Gleichzeitig hoffen sie, dass jetzt wieder Ruhe in der Diözese einkehrt. Für die Diözese Augsburg, so der katholische Dekan Dr. Michael Lechner, sei der Rücktritt von Bischof Mixa befreiend. Lechner: «Ein Bischof repräsentiert die Kirche. So fallen die Vorwürfe gegen ihn in irgendeiner Weise immer auf die Kirche im Ganzen zurück.» Der Rücktritt löse die derzeitigen massiven Probleme der Kirche nicht, er schaffe aber Raum, um die Dinge neu zu ordnen und Glaubwürdigkeit zurück zu gewinnen. Ohne den Amtsverzicht wäre die Diözese in eine Zerreissprobe geraten, meinte Lechner und dieses Szenario müsse man jetzt nicht mehr zu Ende denken. Für die Diözese stehe die Lösung bedeutender struktureller Fragen an und nur eine neue, unbelastete Person im Amt des Bischofs könne die Veränderungen durchführen.

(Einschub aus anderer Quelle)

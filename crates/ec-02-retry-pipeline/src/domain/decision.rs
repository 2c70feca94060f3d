//! The retry state machine as a pure function.

use shared_bus::{HandlerError, Outcome};

use super::policy::RetryPolicy;

#[derive(Debug, Clone, Copy, PartialEq, Eq)]
pub enum QuarantineReason {
    /// Failed at the retry bound.
    Exhausted,
    /// Can never succeed (malformed, missing key, rule violation).
    Permanent,
}

impl QuarantineReason {
    pub fn label(&self) -> &'static str {
        match self {
            Self::Exhausted => "exhausted",
            Self::Permanent => "permanent",
        }
    }
}

#[derive(Debug, Clone, Copy, PartialEq, Eq)]
pub enum RetryDecision {
    Ack,
    /// Another worker holds the resource; put the message back as is.
    Requeue,
    /// Re-publish a copy carrying `next_retry` to the wait queue.
    Schedule { next_retry: u32 },
    /// Reject without requeue; the broker dead-letters it to the poison queue.
    Quarantine(QuarantineReason),
}

impl RetryDecision {
    /// Settlement for decisions that need no re-publish. `Schedule` settles
    /// as `Ack` once the copy is published.
    pub fn outcome(&self) -> Outcome {
        match self {
            Self::Ack | Self::Schedule { .. } => Outcome::Ack,
            Self::Requeue => Outcome::Nack { requeue: true },
            Self::Quarantine(_) => Outcome::Nack { requeue: false },
        }
    }
}

/// Decide what happens to a message that was processed at `retry_count`.
pub fn decide<T>(
    retry_count: u32,
    policy: &RetryPolicy,
    result: &Result<T, HandlerError>,
) -> RetryDecision {
    match result {
        Ok(_) => RetryDecision::Ack,
        Err(HandlerError::Contention(_)) => RetryDecision::Requeue,
        Err(HandlerError::Permanent(_)) => RetryDecision::Quarantine(QuarantineReason::Permanent),
        Err(HandlerError::Transient(_)) if policy.is_exhausted(retry_count) => {
            RetryDecision::Quarantine(QuarantineReason::Exhausted)
        }
        Err(HandlerError::Transient(_)) => RetryDecision::Schedule {
            next_retry: retry_count + 1,
        },
    }
}
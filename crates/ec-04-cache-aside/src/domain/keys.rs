//! Cache key derivation.
//!
//! Entity keys are `<namespace>:<id>`. Parameterized queries hash a
//! normalized form of their parameters so that logically identical queries
//! share one key:
//!
//! ```text
//! {"limit":20,"category":"shoes","search":null}
//!     → drop nulls, sort keys → {"category":"shoes","limit":20}
//!     → sha256 → hex → product_search:5b1c…
//! ```

use serde_json::{Map, Value};
use sha2::{Digest, Sha256};

pub const PRODUCT_NAMESPACE: &str = "product";
pub const PRODUCT_SEARCH_NAMESPACE: &str = "product_search";

pub fn entity_key(namespace: &str, id: &str) -> String {
    format!("{namespace}:{id}")
}

/// Prefix matching every key in `namespace`.
pub fn namespace_prefix(namespace: &str) -> String {
    format!("{namespace}:")
}

/// Deterministic key for a parameterized query.
pub fn query_key(namespace: &str, params: &Value) -> String {
    let normalized = normalize_params(params);
    // A `Value` always serializes.
    let canonical = serde_json::to_string(&normalized).unwrap_or_default();
    let digest = Sha256::digest(canonical.as_bytes());
    format!("{namespace}:{}", hex::encode(digest))
}

/// Drop null members and order object keys, recursively.
pub fn normalize_params(params: &Value) -> Value {
    match params {
        Value::Object(map) => {
            let mut entries: Vec<(&String, &Value)> =
                map.iter().filter(|(_, v)| !v.is_null()).collect();
            entries.sort_by(|a, b| a.0.cmp(b.0));
            let mut normalized = Map::new();
            for (key, value) in entries {
                normalized.insert(key.clone(), normalize_params(value));
            }
            Value::Object(normalized)
        }
        Value::Array(items) => Value::Array(items.iter().map(normalize_params).collect()),
        other => other.clone(),
    }
}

Mixa habe den richtigen Schritt gemacht, er sei aber letztendlich über seine eigenen Füße gestolpert, meint Elisabeth Eberle, die neben Gerhard Weikl dem Pfarrgemeinderat St. Franziskus vorsteht. Auch sie hofft auf einen Neuanfang in der Diözese. So sieht das auch Rudolf Dalltrozzo, Pfarrgemeinderatsvorsitzender in St. Michael. Er hofft, dass der Rücktritt die Diözese in ein ruhigeres Fahrwasser bringe. Respekt zollte er Mixa persönlich für diesen Schritt, da er als Bischof auch eine besondere Vorbildfunktion habe. Laut Ursula Zingraf, Pfarrgemeinderatsvorsitzende von Christi Himmelfahrt und Mitglied im Diözesanrat, «hat sich Mixa zuletzt um Kopf und Kragen geredet». Da wäre es besser gewesen, er hätte von Anfang an die Wahrheit gesagt. So war der Rücktritt zwangsläufig und auch richtig.

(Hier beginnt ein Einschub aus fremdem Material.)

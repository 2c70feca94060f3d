//! Queue layout for one retried queue.

use shared_bus::{Topology, TopologyRegistrar};
use shared_types::{BrokerError, ExchangeSpec, QueueSpec};

use super::policy::RetryPolicy;

/// Dead-letter routing key into the wait queue.
pub const ROUTE_FAILED: &str = "failed";
/// Dead-letter routing key from the wait queue into the retry queue.
pub const ROUTE_RETRY: &str = "retry";
/// Dead-letter routing key into the poison queue.
pub const ROUTE_POISON: &str = "poison";

/// Main queue plus its wait, retry and poison queues.
#[derive(Debug, Clone, PartialEq, Eq)]
pub struct RetryTopology {
    queue: String,
    exchange: ExchangeSpec,
    patterns: Vec<String>,
    policy: RetryPolicy,
    durable: bool,
}

impl RetryTopology {
    pub fn new(queue: impl Into<String>, exchange: ExchangeSpec, policy: RetryPolicy) -> Self {
        let durable = exchange.durable;
        Self {
            queue: queue.into(),
            exchange,
            patterns: Vec::new(),
            policy,
            durable,
        }
    }

    /// Bind the main queue to the main exchange with `pattern`.
    #[must_use]
    pub fn bind(mut self, pattern: impl Into<String>) -> Self {
        let pattern = pattern.into();
        if !self.patterns.contains(&pattern) {
            self.patterns.push(pattern);
        }
        self
    }

    pub fn policy(&self) -> &RetryPolicy {
        &self.policy
    }

    pub fn exchange(&self) -> &ExchangeSpec {
        &self.exchange
    }

    pub fn queue(&self) -> &str {
        &self.queue
    }

    pub fn dead_letter_exchange(&self) -> String {
        format!("{}.dlx", self.queue)
    }

    pub fn wait_queue(&self) -> String {
        format!("{}.wait", self.queue)
    }

    pub fn retry_queue(&self) -> String {
        format!("{}.retry", self.queue)
    }

    pub fn poison_queue(&self) -> String {
        format!("{}.poison", self.queue)
    }

    /// Queues the listener consumes: the main queue and the retry queue.
    pub fn listen_queues(&self) -> [String; 2] {
        [self.queue.clone(), self.retry_queue()]
    }

    pub fn topology(&self) -> Topology {
        let dlx_name = self.dead_letter_exchange();
        let mut dlx = ExchangeSpec::direct(dlx_name.clone());
        dlx.durable = self.durable;

        let durability = |spec: QueueSpec| if self.durable { spec } else { spec.transient() };

        let mut main = QueueSpec::new(self.queue.clone()).dead_letter_to(dlx_name.clone(), Some(ROUTE_POISON));
        for pattern in &self.patterns {
            main = main.bind(self.exchange.name.clone(), pattern.clone());
        }

        let wait = QueueSpec::new(self.wait_queue())
            .bind(dlx_name.clone(), ROUTE_FAILED)
            .dead_letter_to(dlx_name.clone(), Some(ROUTE_RETRY))
            .message_ttl(self.policy.delay);

        let retry = QueueSpec::new(self.retry_queue())
            .bind(dlx_name.clone(), ROUTE_RETRY)
            .dead_letter_to(dlx_name.clone(), Some(ROUTE_POISON));

        let poison = QueueSpec::new(self.poison_queue()).bind(dlx_name, ROUTE_POISON);

        Topology::new()
            .exchange(self.exchange.clone())
            .exchange(dlx)
            .queue(durability(poison))
            .queue(durability(wait))
            .queue(durability(retry))
            .queue(durability(main))
    }

    /// Declare everything through the registrar. Safe to call repeatedly.
    pub async fn declare(&self, registrar: &TopologyRegistrar) -> Result<(), BrokerError> {
        registrar.declare(&self.topology()).await
    }
}

#[cfg(test)]
mod tests {
    use super::*;
    use shared_bus::InMemoryBroker;
    use std::sync::Arc;
    use std::time::Duration;

    fn cart_topology() -> RetryTopology {
        RetryTopology::new(
            "order.cart-events",
            ExchangeSpec::topic("cart"),
            RetryPolicy::new(3, Duration::from_secs(30)),
        )
        .bind("cart.*")
        .bind("cart.*")
    }

    #[test]
    fn test_queue_names() {
        let topology = cart_topology();
        assert_eq!(topology.dead_letter_exchange(), "order.cart-events.dlx");
        assert_eq!(
            topology.listen_queues(),
            ["order.cart-events".to_string(), "order.cart-events.retry".to_string()]
        );
    }

    #[test]
    fn test_layout() {
        let topology = cart_topology().topology();
        let find = |name: &str| topology.queues.iter().find(|q| q.name == name).unwrap();

        let main = find("order.cart-events");
        assert_eq!(main.bindings.len(), 1);
        assert_eq!(
            main.dead_letter.as_ref().unwrap().routing_key.as_deref(),
            Some(ROUTE_POISON)
        );

        let wait = find("order.cart-events.wait");
        assert_eq!(wait.message_ttl, Some(Duration::from_secs(30)));
        assert_eq!(
            wait.dead_letter.as_ref().unwrap().routing_key.as_deref(),
            Some(ROUTE_RETRY)
        );

        let retry = find("order.cart-events.retry");
        assert_eq!(retry.bindings[0].exchange, "order.cart-events.dlx");
        assert!(retry.message_ttl.is_none());
    }

    #[tokio::test]
    async fn test_declare_is_idempotent() {
        let broker = InMemoryBroker::new();
        let registrar = TopologyRegistrar::new(Arc::new(broker.clone()));
        let topology = cart_topology();

        topology.declare(&registrar).await.unwrap();
        topology.declare(&registrar).await.unwrap();

        assert_eq!(broker.exchange_count(), 2);
        assert_eq!(broker.queue_count(), 4);
        assert_eq!(broker.binding_count(), 4);
    }
}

Denn er wäre von den Gläubigen nicht mehr angenommen worden. Zingraf: «So hat er den Weg frei gemacht für einen Neuanfang.» Persönlich habe sie Mixa «als offenen, zugänglichen Mann erlebt, der sehr für sich einnehmen konnte».

«Für den Rücktritt war es höchste Zeit», sagt auch der Dietmannsrieder katholische Pfarrer Helmut Guggenmos. Es gehe um die Glaubwürdigkeit des Bischofsamts und der Kirche «und die haben in den vergangenen Wochen schwer gelitten». Um Mixa selbst tue es ihm jedoch leid: «Durch seine charismatische Persönlichkeit hat er viele - vor allem auch junge - Menschen für Christus und die Kirche begeistern können», so Guggenmos.

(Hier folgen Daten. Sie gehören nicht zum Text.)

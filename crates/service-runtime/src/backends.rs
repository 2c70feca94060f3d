//! Backend selection.
//!
//! The URL scheme picks a connector; each enum arm owns the
//! `ConnectionManager` for that connector so the runtime can close it on
//! shutdown without knowing which backend is in use.

use ec_01_connection::{
    ConnectionError, ConnectionManager, MemoryBrokerConnector, MemoryStoreConnector,
    ReconnectPolicy,
};
#[cfg(feature = "amqp")]
use ec_01_connection::AmqpConnector;
#[cfg(feature = "redis")]
use ec_01_connection::RedisConnector;
use shared_bus::{Broker, InMemoryBroker};
use shared_cache::{InMemoryStore, KeyValueStore};
use std::sync::Arc;

use crate::config::{BrokerBackend, CacheBackend};

pub enum BrokerConnection {
    Memory(ConnectionManager<MemoryBrokerConnector>),
    #[cfg(feature = "amqp")]
    Amqp(ConnectionManager<AmqpConnector>),
}

impl BrokerConnection {
    pub fn from_backend(backend: BrokerBackend, policy: ReconnectPolicy) -> Self {
        match backend {
            BrokerBackend::Memory => Self::memory(InMemoryBroker::new(), policy),
            #[cfg(feature = "amqp")]
            BrokerBackend::Amqp(uri) => {
                Self::Amqp(ConnectionManager::new(AmqpConnector::new(uri), policy))
            }
            // Rejected by RuntimeConfig::validate in builds without amqp.
            #[cfg(not(feature = "amqp"))]
            BrokerBackend::Amqp(_) => Self::memory(InMemoryBroker::new(), policy),
        }
    }

    /// Use an existing in-memory broker, e.g. one shared with a test.
    pub fn memory(broker: InMemoryBroker, policy: ReconnectPolicy) -> Self {
        Self::Memory(ConnectionManager::new(
            MemoryBrokerConnector::new(broker),
            policy,
        ))
    }

    pub async fn connect(&self) -> Result<Arc<dyn Broker>, ConnectionError> {
        match self {
            Self::Memory(manager) => manager.connect().await,
            #[cfg(feature = "amqp")]
            Self::Amqp(manager) => manager.connect().await,
        }
    }

    pub fn is_connected(&self) -> bool {
        match self {
            Self::Memory(manager) => manager.is_connected(),
            #[cfg(feature = "amqp")]
            Self::Amqp(manager) => manager.is_connected(),
        }
    }

    pub fn generation(&self) -> u64 {
        match self {
            Self::Memory(manager) => manager.generation(),
            #[cfg(feature = "amqp")]
            Self::Amqp(manager) => manager.generation(),
        }
    }

    /// Replace a handle of generation `seen` that stopped delivering.
    pub async fn reconnect_from(&self, seen: u64) -> Result<Arc<dyn Broker>, ConnectionError> {
        match self {
            Self::Memory(manager) => manager.reconnect_from(seen).await,
            #[cfg(feature = "amqp")]
            Self::Amqp(manager) => manager.reconnect_from(seen).await,
        }
    }

    pub async fn close(&self) -> Result<(), ConnectionError> {
        match self {
            Self::Memory(manager) => manager.close().await,
            #[cfg(feature = "amqp")]
            Self::Amqp(manager) => manager.close().await,
        }
    }
}

pub enum StoreConnection {
    Memory(ConnectionManager<MemoryStoreConnector>),
    #[cfg(feature = "redis")]
    Redis(ConnectionManager<RedisConnector>),
}

impl StoreConnection {
    pub fn from_backend(backend: CacheBackend, policy: ReconnectPolicy) -> Self {
        match backend {
            CacheBackend::Memory => Self::memory(InMemoryStore::new(), policy),
            #[cfg(feature = "redis")]
            CacheBackend::Redis(url) => {
                Self::Redis(ConnectionManager::new(RedisConnector::new(url), policy))
            }
            #[cfg(not(feature = "redis"))]
            CacheBackend::Redis(_) => Self::memory(InMemoryStore::new(), policy),
        }
    }

    pub fn memory(store: InMemoryStore, policy: ReconnectPolicy) -> Self {
        Self::Memory(ConnectionManager::new(
            MemoryStoreConnector::new(store),
            policy,
        ))
    }

    pub async fn connect(&self) -> Result<Arc<dyn KeyValueStore>, ConnectionError> {
        match self {
            Self::Memory(manager) => manager.connect().await,
            #[cfg(feature = "redis")]
            Self::Redis(manager) => manager.connect().await,
        }
    }

    pub fn is_connected(&self) -> bool {
        match self {
            Self::Memory(manager) => manager.is_connected(),
            #[cfg(feature = "redis")]
            Self::Redis(manager) => manager.is_connected(),
        }
    }

    pub async fn close(&self) -> Result<(), ConnectionError> {
        match self {
            Self::Memory(manager) => manager.close().await,
            #[cfg(feature = "redis")]
            Self::Redis(manager) => manager.close().await,
        }
    }
}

Jetzt werde vermutlich als Übergangslösung ein Administrator die Diözese für ein halbes Jahr führen, möglicherweise ein Weihbischof, bis dann ein neuer Bischof von außen komme.

Die evangelische Kirche, erklärt deren Dekan Jörg Dittmar, «leidet bei den gesamten Vorgängen mit, die die katholische Kirche derzeit erschüttern». Schließlich sei die katholische Kirche für die gemeinsamen Aktivitäten ein geschätzter Partner. Es gebe aber auch Erleichterung über den Rücktritt, «weil die Ökumene unter Mixa nicht gerade gefördert wurde». Da erhofft sich Dittmar von Mixas Nachfolger «wieder mehr ökumenische Offenheit». Grundsätzlich, findet er, habe Mixa zu lange für diesen Schritt gewartet und damit der Kirche geschadet. Dittmar: «Da hat der schnelle Rücktritt von Frau Käsmann doch ein Vorbild gesetzt.»